Chapter 10: One Breath Before the Void
What was death?
Was it pain – a final scream echoing into silence?
Was it the pearly gates of heaven or the roaring furnaces of hell?
A state of refined suffering, or absolute peace?
Did divine beings wait in some luminous darkness, their faces carved from starlight and eternal judgment?
Jack could answer every one of these questions with a single, devastating word:
Nothingness.
This utter void wasn't just his state; it was the totality of his existence, his only reality.
It wasn't merely empty space or profound darkness; it was the absences of space itself,
the negation of the very concepts of dark or light.
'Seeing' implied light, form, and distance – concepts annihilated here.
There was no 'here,' no 'there,' only…
null.
Imagine sealing your eyes in the deepest cave at the very end of the universe, then severing the optic nerves.
There would be no phantom light dancing behind closed lids, no pressure of eyelids, no lingering sense that 'eyes' or 'seeing' had ever been possible.
Sound?
This wasn't mere silence – silence is the absence of noise within a world.
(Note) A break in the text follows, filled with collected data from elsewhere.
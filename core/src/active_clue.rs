use alloc::vec::Vec;

use crate::*;

impl PuzzleState {
    /// Cells of the active clue, row by row. Empty when no clue is active.
    pub fn active_clue_cells(&self) -> impl Iterator<Item = &Cell> {
        self.active_clue_index
            .into_iter()
            .flat_map(|index| self.grid.cells_of_clue(index))
    }

    fn active_clue_coords(&self) -> Vec<Coord2> {
        self.active_clue_cells().map(Cell::coords).collect()
    }

    /// Fills every cell of the active clue with its solution and returns the
    /// edits to broadcast, one per cell.
    pub fn solve_active_clue(&mut self) -> Vec<CellUpdateData> {
        let coords = self.active_clue_coords();

        coords
            .into_iter()
            .filter_map(|pos| {
                let solution = self.grid.get(pos)?.solution;
                self.grid.update(pos, Some(solution));
                Some(CellUpdateData {
                    cell: pos.to_row_col(),
                    letter: Some(solution),
                })
            })
            .collect()
    }

    /// Clears every wrong entry in the active clue.
    ///
    /// Returns one edit per cell of the clue: the letter for cells that were
    /// already right, `None` for everything else.
    pub fn check_active_clue(&mut self) -> Vec<CellUpdateData> {
        let coords = self.active_clue_coords();

        coords
            .into_iter()
            .filter_map(|pos| {
                let cell = self.grid.get(pos)?;
                let letter = cell.is_correct().then_some(cell.solution);
                if letter.is_none() {
                    self.grid.update(pos, None);
                }
                Some(CellUpdateData {
                    cell: pos.to_row_col(),
                    letter,
                })
            })
            .collect()
    }

    /// Applies an edit received from a collaborator. The cursor is untouched.
    pub fn apply_cell_update(&mut self, update: &CellUpdateData) -> EntryOutcome {
        match coords_from_wire(update.cell) {
            Some(coords) => self.grid.update(coords, update.letter),
            None => {
                log::debug!("cell update outside grid: {:?}", update.cell);
                EntryOutcome::NoChange
            }
        }
    }
}

#[cfg(test)]
mod tests {
    use super::*;
    use crate::document::tests::SAMPLE;

    const CAT: ClueIndex = 0;
    const TOE: ClueIndex = 2;

    fn puzzle() -> PuzzleState {
        load_puzzle(SAMPLE).unwrap()
    }

    fn entries(puzzle: &PuzzleState, clue_index: ClueIndex) -> Vec<Option<char>> {
        puzzle
            .grid()
            .cells_of_clue(clue_index)
            .map(|cell| cell.entry)
            .collect()
    }

    #[test]
    fn solve_fills_every_cell_of_clue() {
        let mut puzzle = puzzle();
        puzzle.set_active_clue(TOE);

        let updates = puzzle.solve_active_clue();

        assert_eq!(entries(&puzzle, TOE), [Some('T'), Some('O'), Some('E')]);
        assert_eq!(
            updates,
            [
                CellUpdateData::new(0, 2, Some('T')),
                CellUpdateData::new(1, 2, Some('O')),
                CellUpdateData::new(2, 2, Some('E')),
            ]
        );
    }

    #[test]
    fn solve_without_active_clue_is_noop() {
        let mut puzzle = puzzle();
        let before = puzzle.clone();

        assert!(puzzle.solve_active_clue().is_empty());
        assert_eq!(puzzle, before);
    }

    #[test]
    fn check_clears_only_wrong_entries() {
        let mut puzzle = puzzle();
        puzzle.set_active_clue(CAT);
        puzzle.change_active_entry(Some('C'));
        puzzle.change_active_entry(Some('X'));

        let updates = puzzle.check_active_clue();

        assert_eq!(entries(&puzzle, CAT), [Some('C'), None, None]);
        assert_eq!(
            updates,
            [
                CellUpdateData::new(0, 0, Some('C')),
                CellUpdateData::new(0, 1, None),
                CellUpdateData::new(0, 2, None),
            ]
        );
    }

    #[test]
    fn check_keeps_old_entry_of_cleared_cell() {
        let mut puzzle = puzzle();
        puzzle.set_active_clue(CAT);
        puzzle.change_active_entry(Some('Z'));

        puzzle.check_active_clue();

        let cell = puzzle.grid().get((0, 0)).unwrap();
        assert_eq!(cell.entry, None);
        assert_eq!(cell.old_entry, Some('Z'));
    }

    #[test]
    fn inbound_update_writes_without_moving() {
        let mut puzzle = puzzle();
        puzzle.select_cell((2, 0));

        let outcome = puzzle.apply_cell_update(&CellUpdateData::new(0, 1, Some('A')));

        assert_eq!(outcome, EntryOutcome::Changed);
        assert_eq!(puzzle.grid().get((0, 1)).unwrap().entry, Some('A'));
        assert_eq!(puzzle.active_cell(), Some((2, 0)));
    }

    #[test]
    fn inbound_update_ignores_blocked_and_missing_cells() {
        let mut puzzle = puzzle();
        let before = puzzle.clone();

        assert_eq!(
            puzzle.apply_cell_update(&CellUpdateData::new(1, 1, Some('Q'))),
            EntryOutcome::NoChange
        );
        assert_eq!(
            puzzle.apply_cell_update(&CellUpdateData::new(7, 0, Some('Q'))),
            EntryOutcome::NoChange
        );
        assert_eq!(
            puzzle.apply_cell_update(&CellUpdateData::new(1000, 0, Some('Q'))),
            EntryOutcome::NoChange
        );
        assert_eq!(puzzle, before);
    }
}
This was the absence of the concept of sound itself.
No echo of his final, venomous curse lingered; no memory of a heartbeat could be recalled.
Movement?
Utterly impossible.
He wasn't frozen in ice-cold rigidity; he existed in a state devoid of the very notions of 'frozen' or 'fluid.'
There was no body to twitch, no nerve to send a signal.
'Suspended' implied a position relative to something else – 'above' or 'below' – but direction was a forgotten lie here.
The image of an astronaut adrift in space felt tragically inadequate, even kind.
Space possessed stars, unfathomable distances, the terrible beauty of galaxies curving through the void.
This… this was the primordial canvas before the first atom sparked into existence.
It was the potential for drift, for existence itself, utterly unmade.
And yet, within this perfect, consuming nullity, one thing burned with terrifying persistence.
An image.
Carved not by light, but by the raw, bleeding chisel of agonizing memory: His father's face.
Not a face touched by love or kindness, but the cold visage of the cultist.
Eyes perpetually empty of warmth, brimming instead with that distant, fanatical hunger.
The mouth that had preached damnation as salvation.
The first architect of his entire cursed life.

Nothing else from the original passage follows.